The ground-truth input represents the manually selected input, provided by human operators or OpenStreetMap. The precision-focused input represents previous precision-focused road intersection detection methods; here, the recall was determined from the recent work by Deng [21]. The recall-focused input represents ideal methods that could better meet our method’s need.
As shown in Figure 24, using the precision-focused input, our method could more accurately generate parts of the road network. However, it would eventually miss about 20% of the existing roads. Using recall-focused input, this automatic approach could cover over 90% of the existing roads in the extraction result, regardless of the moderate intersection position error. Its ability to cover existing roads was very close to the semi-automatic approach. Finally, if the vertex of extracted road network could also be refined, which was what our method lacked, the map quality could be further improved.

5. Conclusions

In this paper, a low-frequency GPS trajectory data-based road network extraction method was proposed. The feasibility of GPS trajectory data provided a new means to automatically generating road maps. However, the prevalence of low sampling rate and multi-level disparity complicated the achievement of both high precision and high coverage in the generated map. Among various road-network-extraction methods, the intersection-first approach used the valuable information from road intersections in a divide-and-conquer manner, and it could be further benefited from the development of intersection-detection methods. Therefore, we followed this approach to propose a combined method that applied a road-tracking algorithm on the density map estimated by the KDE algorithm, where information of road intersections was represented as automatically generated seed points.
We found that the divide-and-conquer strategy was the key to tackling the multi-level disparity problem. By ruling out the near intersection region in advance, the template matching-based road-orientation-extraction algorithm performed better in general. The road-tracking algorithm could trace a road connecting two known intersections with more robustness. We pointed out that a recall-focus road-intersection-detection method could better suffice the need of road network extraction in this approach. By adopting an active contour-based road-centerline-refinement algorithm, our method yielded smoothed road centerlines than the traditional KDE-based methods. Compared to the previous GPS-trajectory-data-based road-network extraction methods, our method achieved a good balance between precision and recall using low-frequency trajectories. Moreover, the proposed road centerline refinement algorithm could serve as a general solution to zig-zag roads, considering both road structure and image information.
However, our method lacks the ability to refine the position of road intersections and to handle complicated intersection structures (e.g., highways and roundabouts). There also exists a small proportion of spurious roads due to false seed points, which requires an in-depth road-network-refinement method. Therefore, our future work will focus on applying the active contour for optimizing the position of a known intersection, and developing its ability to extract the precise boundary of city blocks from a density map, which is helpful in identifying the dead-end roads.

Supplementary Materials

The following are available online at https://www.mdpi.com/2220-9964/10/3/122/s1, the partial Shenzhen taxi trajectory data and OpenStreetMap we used in experiment is added in the supplementary file.

Author Contributions

Conceptualization, Banqiao Chen, Chibiao Ding, and Wenjuan Ren; Methodology, Banqiao Chen, and Chibiao Ding; Software, Banqiao Chen; Validation, Banqiao Chen; Formal Analysis, Banqiao Chen; Investigation, Banqiao Chen; Resources, Guangluan Xu; Data Curation, Banqiao Chen; Writing—Original Draft Preparation, Banqiao Chen; Writing—Review and Editing, Chibiao Ding and Wenjuan Ren; Visualization, Banqiao Chen; Supervision, Chibiao Ding; and Project Administration, Guangluan Xu; All authors have read and agreed to the published version of the manuscript.

Funding

This research received no external funding.

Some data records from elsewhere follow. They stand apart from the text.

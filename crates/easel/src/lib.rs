//! Easel: capability-scoped code execution for canvas workspaces
//!
//! An agent edits a workspace (tables, charts, cards, markdown and PDF
//! panels on a canvas, plus a files area) by writing JavaScript snippets.
//! Snippets run in an embedded QuickJS engine whose only view of the world
//! is a fixed table of host capabilities. Every panel change a snippet makes
//! is pushed onto a queue as it happens, and the agent runtime merges that
//! queue with the model's event stream so clients see updates live.
//!
//! # Modules
//!
//! - [`store`]: on-disk workspace documents, per-workspace locking and
//!   atomic UI-state writes.
//! - [`sandbox`]: the JavaScript sandbox, its capabilities, the network
//!   guard, and per-workspace session caching.
//! - [`panel`]: panel-update events, the update queue, and the text marker
//!   format for carrying updates inside tool results.
//! - [`agent`]: the model backend, stream merge loop, and transcript
//!   accumulator.
//! - [`policy`]: access rules for the files area.
//!
//! # Example
//!
//! ```rust,no_run
//! use std::time::Duration;
//! use easel::sandbox::Sandbox;
//! use easel::store::WorkspaceStore;
//!
//! # async fn run() -> Result<(), Box<dyn std::error::Error>> {
//! let store = WorkspaceStore::new("data", Duration::from_secs(10));
//! store.create_workspace_with_id("demo", "Demo", "").await?;
//!
//! let sandbox = Sandbox::builder("demo", store).build()?;
//! let output = sandbox
//!     .execute("await setTable('people', { data: [{ name: 'Ada' }] }); return 'ok';")
//!     .await?;
//! println!("{}", output.text);
//! # Ok(())
//! # }
//! ```

pub mod agent;
pub mod config;
pub mod limits;
pub mod panel;
pub mod policy;
pub mod sandbox;
pub mod store;

pub use config::{AnthropicConfig, ConfigError, EaselConfig};
pub use limits::SandboxLimits;
pub use panel::{PanelUpdate, PanelUpdateQueue};
pub use sandbox::{ExecuteOutput, Sandbox, SandboxError};
pub use store::{StoreError, WorkspaceStore};
//! Read-only access to the skills documentation directory.
//!
//! A skill is either `<dir>/<name>.md` or `<dir>/<name>/SKILL.md`.

use std::path::{Path, PathBuf};
use std::sync::LazyLock;

use regex::Regex;
use serde::Serialize;

use super::CapabilityError;

static SKILL_NAME: LazyLock<Option<Regex>> =
    LazyLock::new(|| Regex::new(r"^[A-Za-z0-9_-]{1,64}$").ok());

fn is_valid_name(name: &str) -> bool {
    SKILL_NAME.as_ref().is_some_and(|re| re.is_match(name))
}

/// One entry returned by `listSkills`.
#[derive(Debug, Clone, PartialEq, Eq, Serialize)]
pub struct SkillSummary {
    /// Name to pass to `readSkill`.
    pub name: String,
    /// First line of the document, or its front-matter description.
    pub description: String,
}

fn skill_path(dir: &Path, name: &str) -> Result<PathBuf, CapabilityError> {
    if !is_valid_name(name) {
        return Err(CapabilityError::InvalidArgument(format!(
            "invalid skill name {name:?}"
        )));
    }

    let flat = dir.join(format!("{name}.md"));
    if flat.is_file() {
        return Ok(flat);
    }
    let nested = dir.join(name).join("SKILL.md");
    if nested.is_file() {
        return Ok(nested);
    }
    Err(CapabilityError::NotFound(format!("skill {name}")))
}

/// Every skill in `dir`, sorted by name.
pub async fn list_skills(dir: Option<&Path>) -> Result<Vec<SkillSummary>, CapabilityError> {
    let Some(dir) = dir else {
        return Ok(Vec::new());
    };
    let mut entries = match tokio::fs::read_dir(dir).await {
        Ok(entries) => entries,
        Err(e) if e.kind() == std::io::ErrorKind::NotFound => return Ok(Vec::new()),
        Err(e) => return Err(e.into()),
    };

    let mut skills = Vec::new();
    while let Some(entry) = entries.next_entry().await? {
        let path = entry.path();
        let name = if entry.file_type().await?.is_dir() {
            if !path.join("SKILL.md").is_file() {
                continue;
            }
            entry.file_name().to_string_lossy().into_owned()
        } else {
            match path.extension().and_then(|e| e.to_str()) {
                Some("md") => path
                    .file_stem()
                    .map(|s| s.to_string_lossy().into_owned())
                    .unwrap_or_default(),
                _ => continue,
            }
        };
        if !is_valid_name(&name) {
            continue;
        }

        let text = tokio::fs::read_to_string(skill_path(dir, &name)?).await?;
        skills.push(SkillSummary {
            description: describe(&text),
            name,
        });
    }

    skills.sort_by(|a, b| a.name.cmp(&b.name));
    skills.dedup_by(|a, b| a.name == b.name);
    Ok(skills)
}

/// Full text of one skill.
pub async fn read_skill(dir: Option<&Path>, name: &str) -> Result<String, CapabilityError> {
    let dir = dir.ok_or_else(|| CapabilityError::NotFound(format!("skill {name}")))?;
    let path = skill_path(dir, name)?;
    Ok(tokio::fs::read_to_string(path).await?)
}

fn describe(text: &str) -> String {
    let mut lines = text.lines().map(str::trim);

    if text.trim_start().starts_with("---") {
        lines.next();
        for line in lines.by_ref() {
            if line == "---" {
                break;
            }
            if let Some(description) = line.strip_prefix("description:") {
                return description.trim().trim_matches('"').to_string();
            }
        }
    }

    lines
        .find(|line| !line.is_empty())
        .map(|line| line.trim_start_matches('#').trim().to_string())
        .unwrap_or_default()
}

#[cfg(test)]
#[allow(clippy::unwrap_used)]
mod tests {
    use super::*;

    async fn skills_dir() -> tempfile::TempDir {
        let dir = tempfile::tempdir().unwrap();
        tokio::fs::write(dir.path().join("charts.md"), "# Charting\n\nUse setChart.")
            .await
            .unwrap();
        tokio::fs::create_dir(dir.path().join("maps")).await.unwrap();
        tokio::fs::write(
            dir.path().join("maps").join("SKILL.md"),
            "---\nname: maps\ndescription: \"Plot coordinates\"\n---\nBody",
        )
        .await
        .unwrap();
        tokio::fs::write(dir.path().join("notes.txt"), "ignored").await.unwrap();
        dir
    }

    #[tokio::test]
    async fn test_list_skills() {
        let dir = skills_dir().await;
        let skills = list_skills(Some(dir.path())).await.unwrap();

        assert_eq!(
            skills,
            vec![
                SkillSummary {
                    name: "charts".into(),
                    description: "Charting".into()
                },
                SkillSummary {
                    name: "maps".into(),
                    description: "Plot coordinates".into()
                },
            ]
        );
    }

    #[tokio::test]
    async fn test_read_skill() {
        let dir = skills_dir().await;

        let text = read_skill(Some(dir.path()), "maps").await.unwrap();
        assert!(text.ends_with("Body"));

        assert!(matches!(
            read_skill(Some(dir.path()), "missing").await,
            Err(CapabilityError::NotFound(_))
        ));
    }

    #[tokio::test]
    async fn test_read_skill_rejects_bad_names() {
        let dir = skills_dir().await;

        for name in ["../secret", "a/b", "", "x".repeat(65).as_str()] {
            assert!(
                matches!(
                    read_skill(Some(dir.path()), name).await,
                    Err(CapabilityError::InvalidArgument(_))
                ),
                "{name:?} should be rejected"
            );
        }
    }

    #[tokio::test]
    async fn test_no_skills_dir() {
        assert!(list_skills(None).await.unwrap().is_empty());
        assert!(read_skill(None, "charts").await.is_err());
    }
}
//! Basic sandbox usage example.
//!
//! Creates a throwaway workspace, runs a few snippets against it, and shows
//! how panel updates come back embedded in the result text.
//!
//! Run with: cargo run -p easel --example basic

use std::time::Duration;

use easel::panel::extract_panel_updates;
use easel::sandbox::Sandbox;
use easel::store::WorkspaceStore;

#[tokio::main]
async fn main() -> Result<(), Box<dyn std::error::Error>> {
    let dir = std::env::temp_dir().join(format!("easel-basic-{}", std::process::id()));
    let store = WorkspaceStore::new(&dir, Duration::from_secs(10));
    store.create_workspace_with_id("demo", "Demo", "Example workspace").await?;

    let sandbox = Sandbox::builder("demo", store.clone()).build()?;

    println!("=== Return a value ===");
    let output = sandbox.execute("return [1, 2, 3].map(x => x * x);").await?;
    println!("{}\n", output.text);

    println!("=== Logs and errors ===");
    let output = sandbox
        .execute("log('checking input'); throw new Error('bad input');")
        .await?;
    println!("{}\n", output.text);

    println!("=== Tables and panels ===");
    let output = sandbox
        .execute(
            r#"
            const rows = [
              { region: 'north', sales: 120 },
              { region: 'south', sales: 80 },
              { region: 'north', sales: 45 },
            ];
            const totals = group(rows, 'region');
            await setTable('sales', { data: rows, title: 'Sales' });
            await setMarkdown('summary', `Regions: ${Object.keys(totals).join(', ')}`);
            return 'published';
            "#,
        )
        .await?;
    let (text, updates) = extract_panel_updates(&output.text);
    println!("result: {text}");
    for update in &updates {
        println!("  {:?} {} ({})", update.action, update.panel.id, update.panel.kind.type_name());
    }

    println!("\n=== Reading back ===");
    let output = sandbox.execute("return (await read('table:sales')).length;").await?;
    println!("rows in table:sales: {}", output.text);

    let state = store.load_ui_state("demo").await?;
    println!("panels on canvas: {}", state.panels.len());

    std::fs::remove_dir_all(&dir).ok();
    Ok(())
}
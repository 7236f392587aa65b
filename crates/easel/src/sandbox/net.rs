//! Guarded outbound HTTP for `fetch`.
//!
//! A URL is only fetched after every address its host resolves to has been
//! checked against private, loopback, link-local and unique-local space. The
//! request is then pinned to the checked address so a second DNS answer cannot
//! redirect it, and redirects are never followed.

use std::collections::{BTreeMap, HashMap};
use std::net::{IpAddr, Ipv4Addr, Ipv6Addr, SocketAddr};
use std::time::Duration;

use async_trait::async_trait;
use serde::{Deserialize, Serialize};
use url::{Host, Url};

use super::CapabilityError;

/// Resolves hostnames for the fetch guard.
#[async_trait]
pub trait Resolver: Send + Sync {
    /// Every address `host` resolves to.
    async fn resolve(&self, host: &str, port: u16) -> std::io::Result<Vec<SocketAddr>>;
}

/// Resolver backed by the system resolver.
#[derive(Debug, Clone, Copy, Default)]
pub struct SystemResolver;

#[async_trait]
impl Resolver for SystemResolver {
    async fn resolve(&self, host: &str, port: u16) -> std::io::Result<Vec<SocketAddr>> {
        Ok(tokio::net::lookup_host((host, port)).await?.collect())
    }
}

/// Fixed host table, for tests and air-gapped deployments.
#[derive(Debug, Clone, Default)]
pub struct StaticResolver {
    hosts: HashMap<String, Vec<IpAddr>>,
}

impl StaticResolver {
    /// Create an empty table; every lookup fails.
    pub fn new() -> Self {
        Self::default()
    }

    /// Map `host` to `addrs`.
    pub fn with_host(mut self, host: impl Into<String>, addrs: impl IntoIterator<Item = IpAddr>) -> Self {
        self.hosts
            .insert(host.into().to_ascii_lowercase(), addrs.into_iter().collect());
        self
    }
}

#[async_trait]
impl Resolver for StaticResolver {
    async fn resolve(&self, host: &str, port: u16) -> std::io::Result<Vec<SocketAddr>> {
        match self.hosts.get(&host.to_ascii_lowercase()) {
            Some(addrs) => Ok(addrs.iter().map(|ip| SocketAddr::new(*ip, port)).collect()),
            None => Err(std::io::Error::new(
                std::io::ErrorKind::NotFound,
                format!("no address for {host}"),
            )),
        }
    }
}

/// Whether `ip` lies in address space snippets may not reach.
///
/// IPv6 forms that carry an IPv4 address (mapped, compatible, NAT64 and
/// 6to4) are judged by the address they carry.
pub fn is_blocked_ip(ip: IpAddr) -> bool {
    match ip {
        IpAddr::V4(v4) => is_blocked_v4(v4),
        IpAddr::V6(v6) => match embedded_v4(v6) {
            Some(v4) => is_blocked_v4(v4),
            None => is_blocked_v6(v6),
        },
    }
}

fn embedded_v4(ip: Ipv6Addr) -> Option<Ipv4Addr> {
    if let Some(v4) = ip.to_ipv4_mapped() {
        return Some(v4);
    }
    let s = ip.segments();
    let low = |hi: u16, lo: u16| Ipv4Addr::from((u32::from(hi) << 16) | u32::from(lo));
    match s {
        // ::a.b.c.d (deprecated IPv4-compatible); :: and ::1 stay IPv6
        [0, 0, 0, 0, 0, 0, hi, lo] if hi != 0 => Some(low(hi, lo)),
        // 64:ff9b::/96 NAT64
        [0x64, 0xff9b, 0, 0, 0, 0, hi, lo] => Some(low(hi, lo)),
        // 2002::/16 6to4
        [0x2002, hi, lo, ..] => Some(low(hi, lo)),
        _ => None,
    }
}

fn is_blocked_v4(ip: Ipv4Addr) -> bool {
    let [a, b, ..] = ip.octets();
    ip.is_loopback()
        || ip.is_private()
        || ip.is_link_local()
        || ip.is_unspecified()
        || ip.is_broadcast()
        || ip.is_multicast()
        || a == 0
        // 100.64.0.0/10 carrier-grade NAT
        || (a == 100 && (b & 0xc0) == 64)
}

fn is_blocked_v6(ip: Ipv6Addr) -> bool {
    let first = ip.segments()[0];
    ip.is_loopback()
        || ip.is_unspecified()
        || ip.is_multicast()
        // fc00::/7 unique local
        || (first & 0xfe00) == 0xfc00
        // fe80::/10 link local
        || (first & 0xffc0) == 0xfe80
}

/// Validate `raw` and pick the address the request must connect to.
pub async fn check_url(raw: &str, resolver: &dyn Resolver) -> Result<(Url, SocketAddr), CapabilityError> {
    let url = Url::parse(raw).map_err(|e| CapabilityError::InvalidArgument(format!("invalid URL {raw:?}: {e}")))?;

    if !matches!(url.scheme(), "http" | "https") {
        return Err(CapabilityError::Blocked(format!(
            "scheme {:?} is not allowed",
            url.scheme()
        )));
    }
    let port = url
        .port_or_known_default()
        .ok_or_else(|| CapabilityError::InvalidArgument(format!("URL has no port: {raw}")))?;

    let addrs = match url.host() {
        Some(Host::Ipv4(ip)) => vec![SocketAddr::new(IpAddr::V4(ip), port)],
        Some(Host::Ipv6(ip)) => vec![SocketAddr::new(IpAddr::V6(ip), port)],
        Some(Host::Domain(domain)) => {
            let domain = domain.to_ascii_lowercase();
            if domain == "localhost" || domain.ends_with(".localhost") {
                return Err(blocked(&domain));
            }
            resolver
                .resolve(&domain, port)
                .await
                .map_err(|e| CapabilityError::Network(format!("could not resolve {domain}: {e}")))?
        }
        None => return Err(CapabilityError::InvalidArgument(format!("URL has no host: {raw}"))),
    };

    let Some(first) = addrs.first().copied() else {
        return Err(CapabilityError::Network(format!("no addresses for {raw}")));
    };
    if let Some(bad) = addrs.iter().find(|addr| is_blocked_ip(addr.ip())) {
        tracing::warn!(url = %raw, addr = %bad.ip(), "blocked fetch to private address");
        return Err(blocked(url.host_str().unwrap_or_default()));
    }

    Ok((url, first))
}

fn blocked(host: &str) -> CapabilityError {
    CapabilityError::Blocked(format!(
        "requests to private or local addresses are not allowed ({host})"
    ))
}

/// Request options passed from `fetch(url, options)`.
#[derive(Debug, Clone, Default, Deserialize)]
#[serde(default)]
pub struct FetchRequest {
    /// HTTP method, `GET` when absent.
    pub method: Option<String>,
    /// Request headers.
    pub headers: BTreeMap<String, String>,
    /// Request body.
    pub body: Option<String>,
}

/// What `fetch` hands back to the snippet.
#[derive(Debug, Clone, Serialize)]
#[serde(rename_all = "camelCase")]
pub struct FetchResponse {
    /// HTTP status code.
    pub status: u16,
    /// Reason phrase.
    pub status_text: String,
    /// Whether the status is 2xx.
    pub ok: bool,
    /// Final URL.
    pub url: String,
    /// Response headers, lower-cased.
    pub headers: BTreeMap<String, String>,
    /// Body decoded as UTF-8 (lossy).
    pub body: String,
    /// Whether the body was cut at the size cap.
    pub truncated: bool,
}

/// Perform a guarded request.
pub async fn fetch(
    raw_url: &str,
    request: FetchRequest,
    resolver: &dyn Resolver,
    timeout: Duration,
    max_body_bytes: usize,
) -> Result<FetchResponse, CapabilityError> {
    let (url, addr) = check_url(raw_url, resolver).await?;
    let client = pinned_client(&url, addr, timeout)?;

    let method = request.method.as_deref().unwrap_or("GET").to_ascii_uppercase();
    let method = reqwest::Method::from_bytes(method.as_bytes())
        .map_err(|_| CapabilityError::InvalidArgument(format!("invalid HTTP method {method:?}")))?;

    let mut req = client.request(method, url.clone());
    for (name, value) in &request.headers {
        req = req.header(name.as_str(), value.as_str());
    }
    if let Some(body) = request.body {
        req = req.body(body);
    }

    let started = std::time::Instant::now();
    let mut response = req.send().await.map_err(network)?;
    let status = response.status();
    let headers = response
        .headers()
        .iter()
        .filter_map(|(name, value)| Some((name.as_str().to_string(), value.to_str().ok()?.to_string())))
        .collect();

    let mut body = Vec::new();
    let mut truncated = false;
    while let Some(chunk) = response.chunk().await.map_err(network)? {
        let room = max_body_bytes.saturating_sub(body.len());
        if chunk.len() > room {
            body.extend_from_slice(&chunk[..room]);
            truncated = true;
            break;
        }
        body.extend_from_slice(&chunk);
    }

    tracing::debug!(
        url = %url,
        status = status.as_u16(),
        bytes = body.len(),
        elapsed_ms = started.elapsed().as_millis() as u64,
        "fetch completed"
    );

    Ok(FetchResponse {
        status: status.as_u16(),
        status_text: status.canonical_reason().unwrap_or_default().to_string(),
        ok: status.is_success(),
        url: url.to_string(),
        headers,
        body: String::from_utf8_lossy(&body).into_owned(),
        truncated,
    })
}

/// Client that connects to `addr` directly: no proxy, no redirects.
fn pinned_client(url: &Url, addr: SocketAddr, timeout: Duration) -> Result<reqwest::Client, CapabilityError> {
    let mut builder = reqwest::Client::builder()
        .no_proxy()
        .redirect(reqwest::redirect::Policy::none())
        .timeout(timeout);
    if let Some(Host::Domain(domain)) = url.host() {
        builder = builder.resolve(domain, addr);
    }
    builder.build().map_err(network)
}

fn network(e: reqwest::Error) -> CapabilityError {
    if e.is_timeout() {
        CapabilityError::Network("request timed out".to_string())
    } else {
        CapabilityError::Network(e.to_string())
    }
}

Institutional Review Board Statement

Not applicable.

Informed Consent Statement

Not applicable.

Data Availability Statement

The data presented in this study are openly available at https://www.cs.rutgers.edu/~dz220/data.html (accessed on 22 October 2018).

Acknowledgments

We would like to thank Assistant Desheng Zhang at Rutgers University for releasing the Shenzhen trajectory dataset. We express our thanks to the editors and anonymous reviewers for their valuable comments.

Conflicts of Interest

The authors declare no conflict of interest.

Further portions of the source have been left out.